1. O reforço do investimento público como factor determinante para a modernização e desenvolvimento do país, e como resposta necessária aos profundos problemas com que Portugal está confrontado, visando a dinamização do crescimento económico, o estimulo do aparelho produtivo nacional, a criação de emprego, incrementando o investimento em todas as suas dimensões e vertentes, na criação de equipamentos e serviços públicos vários, na reabilitação urbana, nos meios colocados à disposição do Poder Local, nos serviços de educação e de saúde, na indústria, no ambiente, na energia, nas comunicações e também nos transportes, designadamente do transporte ferroviário em Portugal, com a introdução da Alta Velocidade Ferroviária, com a ligação prioritária - para passageiros e mercadorias - entre Lisboa e Madrid.

2. A adopção dos procedimentos com vista à substituição do actual modelo de concessão a privados do projecto, construção, financiamento, manutenção e disponibilização da linha de AVF adoptado pelo Governo, tomando este as medidas adequadas para o efeito, por um modelo integralmente público com um papel determinante do conjunto das empresas públicas ligadas ao sector (CP e CP Carga, REFER, EMEF), que garanta do ponto de vista técnico, na construção e manutenção da infra-estrutura, a incorporação de uma elevada percentagem de produção nacional (85%) e a sua associação a um objectivo de desenvolvimento pelo sector público de todo o transporte ferroviário em Portugal.

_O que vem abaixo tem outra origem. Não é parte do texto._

//! Serial port handling
//!
//! Opens the RS-232 link to the panel. The panel always runs 19200 baud,
//! 8 data bits, no parity, one stop bit, no flow control.

use serialport::SerialPort;
use std::time::Duration;

use super::{ProtocolError, SerialLink, DEFAULT_BAUD_RATE};

/// Open a serial port configured for the panel
pub fn open_port(
    name: &str,
    baud_rate: Option<u32>,
    read_timeout: Duration,
) -> Result<SerialLink, ProtocolError> {
    let baud = baud_rate.unwrap_or(DEFAULT_BAUD_RATE);

    tracing::info!("open_port: opening {} at {} baud", name, baud);

    let mut port = serialport::new(name, baud)
        .timeout(read_timeout)
        .open()
        .map_err(|e| ProtocolError::PortOpen {
            port: name.to_string(),
            reason: e.to_string(),
        })?;

    configure_port(port.as_mut())?;
    clear_buffers(port.as_mut())?;

    Ok(SerialLink::new(port))
}

/// Configure a serial port for 8N1 without flow control
pub fn configure_port(port: &mut dyn SerialPort) -> Result<(), ProtocolError> {
    port.set_data_bits(serialport::DataBits::Eight)
        .map_err(|e| ProtocolError::SerialError(e.to_string()))?;
    port.set_parity(serialport::Parity::None)
        .map_err(|e| ProtocolError::SerialError(e.to_string()))?;
    port.set_stop_bits(serialport::StopBits::One)
        .map_err(|e| ProtocolError::SerialError(e.to_string()))?;
    port.set_flow_control(serialport::FlowControl::None)
        .map_err(|e| ProtocolError::SerialError(e.to_string()))?;
    Ok(())
}

/// Clear the serial port buffers
pub fn clear_buffers(port: &mut dyn SerialPort) -> Result<(), ProtocolError> {
    port.clear(serialport::ClearBuffer::All)
        .map_err(|e| ProtocolError::SerialError(e.to_string()))
}
//! # Centralite Core Library
//!
//! Serial protocol engine for Centralite lighting control panels.

#![warn(missing_docs)]
#![cfg_attr(docsrs, feature(doc_cfg))]

//!
//! This library provides:
//! - Line framing and classification of panel output (19200 8N1, CR terminated)
//! - Command encoding for loads, scenes and switches
//! - Request/reply correlation with a bounded wait
//! - Per-device event subscriptions fed by a background reader
//! - Bitmap decoding for bulk load and switch queries
//! - A simulated panel for running without hardware
//!
//! ## Example
//!
//! ```rust,ignore
//! use centralite_core::prelude::*;
//!
//! let link = LinkConfig { port_name: "/dev/ttyUSB0".into(), ..Default::default() };
//! let engine = ProtocolEngine::open_serial(&link, EngineConfig::default())?;
//!
//! engine.subscribe_pressed(44, |event| {
//!     println!("{:?}", event);
//!     Ok(())
//! });
//! engine.activate_load(7)?;
//! let level = engine.query_load_level(7)?;
//! ```

pub mod config;
pub mod demo;
pub mod engine;
pub mod events;
pub mod levels;
pub mod protocol;

/// Re-export commonly used types
pub mod prelude {
    pub use crate::config::{DeviceRoster, EngineConfig, LinkConfig, PanelConfig};
    pub use crate::demo::SimulatedPanel;
    pub use crate::engine::ProtocolEngine;
    pub use crate::events::{EventBus, EventKey, PanelEvent, Subscription};
    pub use crate::protocol::{Command, DeviceStates, ProtocolError, SceneDirection};
}

/// Library version
pub const VERSION: &str = env!("CARGO_PKG_VERSION");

3. A rápida adopção dos procedimentos necessários à concretização da Terceira Travessia do Tejo, com a ligação entre o Barreiro e Lisboa, assegurando as componentes rodoviária e ferroviária e garantindo o transporte de mercadorias e passageiros; investimento para o qual o governo terá de adoptar os procedimentos adequados com vista à construção e gestão pública da infra-estrutura e sua exploração.